EXERCISE INSTRUCTIONS
In the entries below, find every line with "dispatched" and copy it.

BEGIN RECORDS SUPPLIED

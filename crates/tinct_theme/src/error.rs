//! Theme-level errors

use thiserror::Error;
use tinct_style::StyleError;

/// Errors from the theme registry and provider scopes
#[derive(Debug, Clone, PartialEq, Eq, Error)]
pub enum ThemeError {
    /// No provider scope is installed, or the scope a styled instance was
    /// mounted under has been torn down
    #[error("no active theme scope")]
    NoActiveScope,

    /// A swap was rejected because the incoming mapping lacks components
    /// that are currently mounted. Detected eagerly at swap time; the
    /// previous scope stays active.
    #[error("mapping `{mapping}` is missing mounted components: {}", components.join(", "))]
    MissingComponents {
        mapping: String,
        components: Vec<String>,
    },

    #[error(transparent)]
    Style(#[from] StyleError),
}
//! Built-in theme preset
//!
//! A default mapping covering every shipped widget plus light/dark token
//! stores, so the toolkit is usable without authoring documents first.
//! Semantic tokens alias into a shared palette, which keeps the light and
//! dark stores structurally identical and exercises token chaining.

use std::fmt::{Display, Formatter};

use tinct_core::Flag;
use tinct_style::{ComponentBuilder, MappingBuilder, StyleFragment, ThemeMapping, TokenStore};

use crate::registry::ScopeConfig;

/// Light or dark rendition of the preset
#[derive(Clone, Copy, Debug, PartialEq, Eq, Hash)]
pub enum ColorScheme {
    Light,
    Dark,
}

impl ColorScheme {
    pub fn toggle(self) -> Self {
        match self {
            Self::Light => Self::Dark,
            Self::Dark => Self::Light,
        }
    }

    /// Stable id for config/serialization
    pub fn id(self) -> &'static str {
        match self {
            Self::Light => "light",
            Self::Dark => "dark",
        }
    }
}

impl Display for ColorScheme {
    fn fmt(&self, f: &mut Formatter<'_>) -> std::fmt::Result {
        f.write_str(self.id())
    }
}

/// Provider configuration for the built-in preset
pub fn scope_config(scheme: ColorScheme) -> ScopeConfig {
    ScopeConfig::new(default_mapping(), token_store(scheme))
}

/// The built-in token store for a scheme
pub fn token_store(scheme: ColorScheme) -> TokenStore {
    let palette = TokenStore::new()
        .set("palette-blue-400", "#598BFF")
        .set("palette-blue-500", "#3366FF")
        .set("palette-blue-600", "#2541CC")
        .set("palette-green-500", "#00E096")
        .set("palette-red-400", "#FF708D")
        .set("palette-red-500", "#FF3D71")
        .set("palette-grey-200", "#EDF1F7")
        .set("palette-grey-300", "#C5CEE0")
        .set("palette-grey-500", "#8F9BB3")
        .set("palette-grey-700", "#2E3A59")
        .set("palette-grey-900", "#222B45");

    let semantic = match scheme {
        ColorScheme::Light => palette
            .set("background-basic", "#FFFFFF")
            .set("background-alternative", "$palette-grey-200")
            .set("background-disabled", "$palette-grey-300")
            .set("border-basic", "$palette-grey-300")
            .set("text-basic-color", "$palette-grey-900")
            .set("text-hint-color", "$palette-grey-500")
            .set("text-control-color", "#FFFFFF"),
        ColorScheme::Dark => palette
            .set("background-basic", "#222B45")
            .set("background-alternative", "$palette-grey-700")
            .set("background-disabled", "$palette-grey-700")
            .set("border-basic", "$palette-grey-700")
            .set("text-basic-color", "#FFFFFF")
            .set("text-hint-color", "$palette-grey-500")
            .set("text-control-color", "#FFFFFF"),
    };

    semantic
        .set("color-primary", "$palette-blue-500")
        .set("color-primary-hover", "$palette-blue-400")
        .set("color-primary-active", "$palette-blue-600")
        .set("color-success", "$palette-green-500")
        .set("color-danger", "$palette-red-500")
        .set("color-danger-active", "$palette-red-400")
        .set("text-disabled-color", "$palette-grey-500")
}

/// The built-in mapping covering every shipped widget
pub fn default_mapping() -> ThemeMapping {
    MappingBuilder::new("tinct-default")
        .version(1)
        .component("Button", button_mapping())
        .component("CheckBox", checkbox_mapping())
        .component("Radio", radio_mapping())
        .component("Input", input_mapping())
        .component("MenuItem", menu_item_mapping())
        .component("Text", text_mapping())
        .build()
}

fn button_mapping() -> tinct_style::ComponentMapping {
    ComponentBuilder::new()
        .appearance(
            "filled",
            StyleFragment::new()
                .set("backgroundColor", "$color-primary")
                .set("borderColor", "$color-primary")
                .set("borderWidth", 1.0)
                .set("borderRadius", 4.0)
                .set("textColor", "$text-control-color")
                .set("iconTintColor", "$text-control-color"),
        )
        .appearance(
            "outline",
            StyleFragment::new()
                .set("backgroundColor", "transparent")
                .set("borderColor", "$color-primary")
                .set("borderWidth", 1.0)
                .set("borderRadius", 4.0)
                .set("textColor", "$color-primary")
                .set("iconTintColor", "$color-primary"),
        )
        .appearance(
            "ghost",
            StyleFragment::new()
                .set("backgroundColor", "transparent")
                .set("borderWidth", 0.0)
                .set("borderRadius", 4.0)
                .set("textColor", "$color-primary")
                .set("iconTintColor", "$color-primary"),
        )
        .appearance_default("filled")
        .size(
            "small",
            StyleFragment::new()
                .set("minHeight", 32.0)
                .set("paddingHorizontal", 12.0)
                .set("paddingVertical", 6.0)
                .set("textFontSize", 12.0)
                .set("iconWidth", 12.0)
                .set("iconHeight", 12.0)
                .set("iconMarginHorizontal", 4.0),
        )
        .size(
            "medium",
            StyleFragment::new()
                .set("minHeight", 40.0)
                .set("paddingHorizontal", 16.0)
                .set("paddingVertical", 8.0)
                .set("textFontSize", 14.0)
                .set("iconWidth", 16.0)
                .set("iconHeight", 16.0)
                .set("iconMarginHorizontal", 6.0),
        )
        .size(
            "large",
            StyleFragment::new()
                .set("minHeight", 56.0)
                .set("paddingHorizontal", 20.0)
                .set("paddingVertical", 12.0)
                .set("textFontSize", 16.0)
                .set("iconWidth", 20.0)
                .set("iconHeight", 20.0)
                .set("iconMarginHorizontal", 8.0),
        )
        .size_default("medium")
        .status(
            "danger",
            StyleFragment::new()
                .set("backgroundColor", "$color-danger")
                .set("borderColor", "$color-danger"),
        )
        .status(
            "success",
            StyleFragment::new()
                .set("backgroundColor", "$color-success")
                .set("borderColor", "$color-success"),
        )
        .status_default("primary")
        .status("primary", StyleFragment::new())
        .state(
            Flag::Hover,
            StyleFragment::new().set("backgroundColor", "$color-primary-hover"),
        )
        .state(
            Flag::Focused,
            StyleFragment::new().set("borderColor", "$color-primary-active"),
        )
        .state(
            Flag::Active,
            StyleFragment::new().set("backgroundColor", "$color-primary-active"),
        )
        .state(
            Flag::Disabled,
            StyleFragment::new()
                .set("backgroundColor", "$background-disabled")
                .set("borderColor", "$background-disabled")
                .set("textColor", "$text-disabled-color")
                .set("iconTintColor", "$text-disabled-color"),
        )
        .build()
}

fn checkbox_mapping() -> tinct_style::ComponentMapping {
    ComponentBuilder::new()
        .appearance(
            "default",
            StyleFragment::new()
                .set("width", 20.0)
                .set("height", 20.0)
                .set("borderRadius", 3.0)
                .set("borderWidth", 1.0)
                .set("borderColor", "$border-basic")
                .set("backgroundColor", "$background-basic")
                .set("iconTintColor", "transparent")
                .set("textColor", "$text-basic-color")
                .set("textFontSize", 14.0)
                .set("textMarginHorizontal", 8.0),
        )
        .appearance_default("default")
        .status(
            "danger",
            StyleFragment::new().set("borderColor", "$color-danger"),
        )
        .status_default("basic")
        .status("basic", StyleFragment::new())
        .state(
            Flag::Checked,
            StyleFragment::new()
                .set("backgroundColor", "$color-primary")
                .set("borderColor", "$color-primary")
                .set("iconTintColor", "$text-control-color"),
        )
        .state(
            Flag::Indeterminate,
            StyleFragment::new()
                .set("backgroundColor", "$color-primary")
                .set("borderColor", "$color-primary")
                .set("iconTintColor", "$text-control-color"),
        )
        .state(
            Flag::Active,
            StyleFragment::new().set("borderColor", "$color-primary-active"),
        )
        .state(
            Flag::Disabled,
            StyleFragment::new()
                .set("backgroundColor", "$background-disabled")
                .set("borderColor", "$background-disabled")
                .set("textColor", "$text-disabled-color"),
        )
        .build()
}

fn radio_mapping() -> tinct_style::ComponentMapping {
    ComponentBuilder::new()
        .appearance(
            "default",
            StyleFragment::new()
                .set("width", 20.0)
                .set("height", 20.0)
                .set("borderRadius", 10.0)
                .set("borderWidth", 1.0)
                .set("borderColor", "$border-basic")
                .set("backgroundColor", "$background-basic")
                .set("iconTintColor", "transparent")
                .set("textColor", "$text-basic-color")
                .set("textFontSize", 14.0)
                .set("textMarginHorizontal", 8.0),
        )
        .appearance_default("default")
        .state(
            Flag::Checked,
            StyleFragment::new()
                .set("borderColor", "$color-primary")
                .set("iconTintColor", "$color-primary"),
        )
        .state(
            Flag::Active,
            StyleFragment::new().set("borderColor", "$color-primary-active"),
        )
        .state(
            Flag::Disabled,
            StyleFragment::new()
                .set("borderColor", "$background-disabled")
                .set("textColor", "$text-disabled-color"),
        )
        .build()
}

fn input_mapping() -> tinct_style::ComponentMapping {
    ComponentBuilder::new()
        .appearance(
            "default",
            StyleFragment::new()
                .set("backgroundColor", "$background-alternative")
                .set("borderColor", "$border-basic")
                .set("borderWidth", 1.0)
                .set("borderRadius", 4.0)
                .set("paddingHorizontal", 12.0)
                .set("paddingVertical", 8.0)
                .set("textColor", "$text-basic-color")
                .set("textFontSize", 14.0)
                .set("placeholderColor", "$text-hint-color"),
        )
        .appearance_default("default")
        .status(
            "danger",
            StyleFragment::new().set("borderColor", "$color-danger"),
        )
        .status_default("basic")
        .status("basic", StyleFragment::new())
        .state(
            Flag::Hover,
            StyleFragment::new().set("borderColor", "$palette-grey-500"),
        )
        .state(
            Flag::Focused,
            StyleFragment::new()
                .set("borderColor", "$color-primary")
                .set("backgroundColor", "$background-basic"),
        )
        .state(
            Flag::Disabled,
            StyleFragment::new()
                .set("backgroundColor", "$background-disabled")
                .set("textColor", "$text-disabled-color"),
        )
        .build()
}

fn menu_item_mapping() -> tinct_style::ComponentMapping {
    ComponentBuilder::new()
        .appearance(
            "default",
            StyleFragment::new()
                .set("backgroundColor", "transparent")
                .set("paddingHorizontal", 16.0)
                .set("paddingVertical", 10.0)
                .set("textColor", "$text-basic-color")
                .set("textFontSize", 14.0)
                .set("iconWidth", 16.0)
                .set("iconHeight", 16.0)
                .set("iconTintColor", "$text-hint-color"),
        )
        .appearance_default("default")
        .state(
            Flag::Hover,
            StyleFragment::new().set("backgroundColor", "$background-alternative"),
        )
        .state(
            Flag::Focused,
            StyleFragment::new().set("backgroundColor", "$background-alternative"),
        )
        .state(
            Flag::Active,
            StyleFragment::new().set("backgroundColor", "$background-disabled"),
        )
        .state(
            Flag::Selected,
            StyleFragment::new()
                .set("backgroundColor", "$background-alternative")
                .set("textColor", "$color-primary")
                .set("iconTintColor", "$color-primary"),
        )
        .state(
            Flag::Disabled,
            StyleFragment::new().set("textColor", "$text-disabled-color"),
        )
        .build()
}

fn text_mapping() -> tinct_style::ComponentMapping {
    ComponentBuilder::new()
        .appearance(
            "default",
            StyleFragment::new().set("textColor", "$text-basic-color"),
        )
        .appearance(
            "hint",
            StyleFragment::new().set("textColor", "$text-hint-color"),
        )
        .appearance(
            "alternative",
            StyleFragment::new().set("textColor", "$text-control-color"),
        )
        .appearance_default("default")
        .size("h1", StyleFragment::new().set("textFontSize", 36.0))
        .size("h2", StyleFragment::new().set("textFontSize", 32.0))
        .size("s1", StyleFragment::new().set("textFontSize", 15.0))
        .size("p1", StyleFragment::new().set("textFontSize", 15.0))
        .size("p2", StyleFragment::new().set("textFontSize", 13.0))
        .size("c1", StyleFragment::new().set("textFontSize", 12.0))
        .size_default("p1")
        .build()
}
impl<P: Presentation> Styled<P> {
    /// Mount under the process-wide registry's innermost scope
    pub fn mount(inner: P) -> Result<Self, ThemeError> {
        Self::mount_in(inner, &ThemeRegistry::global())
    }

    /// Mount under the given registry's innermost scope.
    ///
    /// Fails when no scope is installed or the active mapping has no entry
    /// for `P::NAME` — a mount never renders unstyled.
    pub fn mount_in(inner: P, registry: &ThemeRegistry) -> Result<Self, ThemeError> {
        let (scope, data) = registry.current().ok_or(ThemeError::NoActiveScope)?;
        if !data.mapping.has_component(P::NAME) {
            tracing::debug!(
                component = P::NAME,
                mapping = %data.mapping.name,
                "mount refused, component missing from mapping"
            );
            return Err(StyleError::UnknownComponent {
                component: P::NAME.to_owned(),
            }
            .into());
        }
        registry.register_component(P::NAME);

        let mut styled = Self {
            inner,
            registry: registry.clone(),
            scope,
            selectors: VariantSelectors::default(),
            prop_flags: InteractionState::default(),
            interaction: InteractionState::default(),
            cache: StyleCache::new(),
            style: Arc::new(ResolvedStyle::default()),
        };
        styled.restyle()?;
        Ok(styled)
    }

    /// The currently resolved style. Always fresh with respect to the last
    /// dispatch, prop change and theme swap seen by this instance.
    pub fn style(&self) -> &ResolvedStyle {
        &self.style
    }

    /// A shared handle to the currently resolved style
    pub fn style_arc(&self) -> Arc<ResolvedStyle> {
        self.style.clone()
    }

    /// The effective interaction state (dispatched set unioned with
    /// prop-derived flags)
    pub fn interaction(&self) -> InteractionState {
        self.interaction.union(self.prop_flags)
    }

    pub fn inner(&self) -> &P {
        &self.inner
    }

    pub fn inner_mut(&mut self) -> &mut P {
        &mut self.inner
    }

    /// Replace the interaction set and synchronously re-resolve
    pub fn dispatch(&mut self, flags: &[Flag]) -> Result<(), ThemeError> {
        self.interaction = InteractionState::from_flags(flags);
        self.restyle()
    }

    /// Route a raw input event through the presentation component's
    /// responder hooks, then apply whatever it dispatched.
    pub fn handle_event(&mut self, event: &Event) -> Result<(), ThemeError> {
        let mut dispatch = Dispatch::new();
        match event.event_type {
            event_types::POINTER_ENTER => self.inner.on_pointer_enter(&mut dispatch),
            event_types::POINTER_LEAVE => self.inner.on_pointer_leave(&mut dispatch),
            event_types::POINTER_DOWN => self.inner.on_pointer_down(&mut dispatch),
            event_types::POINTER_UP => self.inner.on_pointer_up(&mut dispatch),
            event_types::FOCUS => self.inner.on_focus(&mut dispatch),
            event_types::BLUR => self.inner.on_blur(&mut dispatch),
            _ => {}
        }
        if let Some(next) = dispatch.take() {
            self.interaction = next;
            self.restyle()?;
        }
        Ok(())
    }

    pub fn set_appearance(&mut self, value: impl Into<String>) -> Result<(), ThemeError> {
        self.selectors.appearance = Some(value.into());
        self.restyle()
    }

    pub fn set_size(&mut self, value: impl Into<String>) -> Result<(), ThemeError> {
        self.selectors.size = Some(value.into());
        self.restyle()
    }

    pub fn set_status(&mut self, value: impl Into<String>) -> Result<(), ThemeError> {
        self.selectors.status = Some(value.into());
        self.restyle()
    }

    /// Set or clear a prop-derived flag (disabled, checked, indeterminate,
    /// selected). Prop flags union over dispatches: no interactive dispatch
    /// can defeat them.
    pub fn set_prop_flag(&mut self, flag: Flag, on: bool) -> Result<(), ThemeError> {
        self.prop_flags = if on {
            self.prop_flags.with(flag)
        } else {
            self.prop_flags.without(flag)
        };
        self.restyle()
    }

    pub fn set_disabled(&mut self, disabled: bool) -> Result<(), ThemeError> {
        self.set_prop_flag(Flag::Disabled, disabled)
    }

    /// Re-resolve against the current scope data. Called by the host after a
    /// theme swap; prop and dispatch mutations call it internally.
    pub fn refresh(&mut self) -> Result<(), ThemeError> {
        self.restyle()
    }

    fn restyle(&mut self) -> Result<(), ThemeError> {
        let data = self
            .registry
            .scope(self.scope)
            .ok_or(ThemeError::NoActiveScope)?;
        let key = CacheKey {
            generation: data.generation,
            selectors: self.selectors.clone(),
            interaction: self.interaction(),
        };
        let style = match self.cache.get(&key) {
            Some(hit) => hit,
            None => {
                let resolved = resolve(
                    P::NAME,
                    &data.mapping,
                    &data.tokens,
                    &key.selectors,
                    &key.interaction,
                )?;
                let style = Arc::new(resolved);
                self.cache.store(key, style.clone());
                style
            }
        };
        self.style = style;
        let current = self.style.clone();
        self.inner.apply_style(&current);
        Ok(())
    }
}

END RECORDS SUPPLIED

RESPONSE BOX
    /// The effective interaction state (dispatched set unioned with
    /// responder hooks, then apply whatever it dispatched.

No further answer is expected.